China envia soldados para Hong Kong e protestos ficam mais violentos


Nas ruas desde junho deste ano, os manifestantes contrários à influência chinesa em Hong Kong vêm desenvolvendo novas e sofisticadas táticas para enfrentar a repressão policial. Desde o início da semana, as universidades locais se transformaram em verdadeiros campos de batalha, com estudantes construindo enormes barricadas e usando até mesmo catapultas contra as forças de segurança.

As manifestações se tornaram mais violentas desde segunda-feira 11, com cenas de disparos à queima-roupa e agressão contra uma mulher grávida. Nesta quinta-feira, 14, a segunda morte dos protestos foi confirmada.

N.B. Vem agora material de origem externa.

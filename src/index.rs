use anyhow::Result;
use rayon::prelude::*;
use serde::Serialize;
use tracing::debug;

use crate::cache::ExtractionCache;
use crate::features::{ApiCategory, FeatureParser, Summary};
use crate::model::{ExtractionResult, Feature, Tier};
use crate::parser::process_content;
use crate::source::Document;

/// A feature together with the document it came from.
#[derive(Debug, Clone, PartialEq, Serialize)]
pub struct IndexedFeature {
    #[serde(flatten)]
    pub feature: Feature,
    pub integration_id: i64,
    pub integration_title: String,
}

#[derive(Debug, Clone, PartialEq, Serialize)]
pub struct IntegrationEntry {
    pub id: i64,
    pub title: String,
    pub slug: String,
    pub url: String,
    pub summary: Summary,
    pub features: Vec<ApiCategory>,
}

#[derive(Debug, Clone, PartialEq, Default, Serialize)]
pub struct TierBuckets {
    pub free: Vec<IndexedFeature>,
    pub pro: Vec<IndexedFeature>,
    pub proplus: Vec<IndexedFeature>,
}

impl TierBuckets {
    pub fn get(&self, tier: Tier) -> &[IndexedFeature] {
        match tier {
            Tier::Free => &self.free,
            Tier::Pro => &self.pro,
            Tier::ProPlus => &self.proplus,
        }
    }

    fn bucket_mut(&mut self, tier: Tier) -> &mut Vec<IndexedFeature> {
        match tier {
            Tier::Free => &mut self.free,
            Tier::Pro => &mut self.pro,
            Tier::ProPlus => &mut self.proplus,
        }
    }
}

#[derive(Debug, Clone, PartialEq, Default, Serialize)]
pub struct IntegrationIndex {
    pub integrations: Vec<IntegrationEntry>,
    pub total_features: usize,
    pub all_features: Vec<IndexedFeature>,
    pub by_tier: TierBuckets,
}

/// Per-document extraction with its summary.
#[derive(Debug, Clone, Serialize)]
pub struct IntegrationFeatures {
    pub document: Document,
    pub features: ExtractionResult,
    pub summary: Summary,
}

/// Build the cross-document index. Documents are extracted in parallel and assembled in
/// the order given.
pub fn build_index(documents: &[Document]) -> IntegrationIndex {
    let results: Vec<ExtractionResult> = documents
        .par_iter()
        .map(|doc| process_content(&doc.content))
        .collect();
    assemble(documents, results)
}

/// Same as [`build_index`], with extraction served from `cache` where the content is unchanged.
pub fn build_index_cached(documents: &[Document], cache: &ExtractionCache) -> Result<IntegrationIndex> {
    let results = documents
        .iter()
        .map(|doc| cache.get_or_extract(doc))
        .collect::<Result<Vec<_>>>()?;
    Ok(assemble(documents, results))
}

pub fn collect_integration_features(documents: &[Document]) -> Vec<IntegrationFeatures> {
    documents
        .par_iter()
        .map(|doc| {
            let parser = FeatureParser::from_content(&doc.content);
            let summary = parser.summary();
            IntegrationFeatures {
                document: doc.clone(),
                features: parser.into_data(),
                summary,
            }
        })
        .collect()
}

fn assemble(documents: &[Document], results: Vec<ExtractionResult>) -> IntegrationIndex {
    let mut index = IntegrationIndex::default();

    for (doc, result) in documents.iter().zip(results) {
        let parser = FeatureParser::from_result(result);

        index.integrations.push(IntegrationEntry {
            id: doc.id,
            title: doc.title.clone(),
            slug: doc.slug.clone(),
            url: doc.url.clone(),
            summary: parser.summary(),
            features: parser.to_api_format(true),
        });

        for feature in parser.all_features() {
            let indexed = IndexedFeature {
                feature: feature.clone(),
                integration_id: doc.id,
                integration_title: doc.title.clone(),
            };
            index.total_features += 1;
            index.by_tier.bucket_mut(feature.tier).push(indexed.clone());
            index.all_features.push(indexed);
        }
    }

    debug!(
        integrations = index.integrations.len(),
        features = index.total_features,
        "index built"
    );
    index
}
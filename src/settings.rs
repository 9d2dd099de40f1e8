use std::path::PathBuf;

use anyhow::{Context, Result};
use config::{Config, Environment, File};
use serde::Deserialize;

use crate::source::DocumentFilter;

const CONFIG_FILE: &str = "integration-features";
const ENV_PREFIX: &str = "INTEGRATION_FEATURES";

#[derive(Debug, Clone, PartialEq, Deserialize)]
#[serde(default)]
pub struct Settings {
    pub db_path: PathBuf,
    pub post_type: String,
    pub post_status: String,
    pub site_url: Option<String>,
    /// REST collection for the post type; defaults to the post type's plural.
    pub rest_base: Option<String>,
    pub username: Option<String>,
    pub app_password: Option<String>,
}

impl Default for Settings {
    fn default() -> Self {
        Settings {
            db_path: PathBuf::from("data/integrations.sqlite"),
            post_type: "integration".to_string(),
            post_status: "publish".to_string(),
            site_url: None,
            rest_base: None,
            username: None,
            app_password: None,
        }
    }
}

impl Settings {
    /// `integration-features.toml` (optional), then `INTEGRATION_FEATURES_*` env vars.
    pub fn load() -> Result<Self> {
        Self::from_builder(
            Config::builder()
                .add_source(File::with_name(CONFIG_FILE).required(false))
                .add_source(Environment::with_prefix(ENV_PREFIX)),
        )
    }

    fn from_builder(builder: config::ConfigBuilder<config::builder::DefaultState>) -> Result<Self> {
        builder
            .build()
            .context("Failed to read configuration")?
            .try_deserialize()
            .context("Invalid configuration")
    }

    pub fn filter(&self) -> DocumentFilter {
        DocumentFilter {
            post_type: self.post_type.clone(),
            status: self.post_status.clone(),
        }
    }

    pub fn rest_base(&self) -> String {
        self.rest_base
            .clone()
            .unwrap_or_else(|| format!("{}s", self.post_type))
    }
}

Um senhor de 70 anos morreu após ser atingido na cabeça por um tijolo arremessado por um manifestante. No início de novembro, um estudante caiu depois de subir em um parapeito para escapar do gás lacrimogêneo lançado pela polícia nas manifestações e também faleceu.

Embora as oito universidades subsidiadas pelo governo de Hong Kong – como suas contrapartes em todo o mundo – tenham uma longa história de ativismo político, o protestos que sacodem Hong Kong nos últimos cinco meses trouxeram batalhas sem precedentes para os campi, que ficaram bloqueados por longos períodos nos últimos dias.

Na Universidade de Hong Kong, imagens feitas a partir de um drone mostram uma grande batalha entre manifestantes e forças de segurança — com direito a parede de escudos e coquetéis molotov. Apenas uma ponte dividia os manifestantes da polícia, mas o caminho estava envolto em chamas.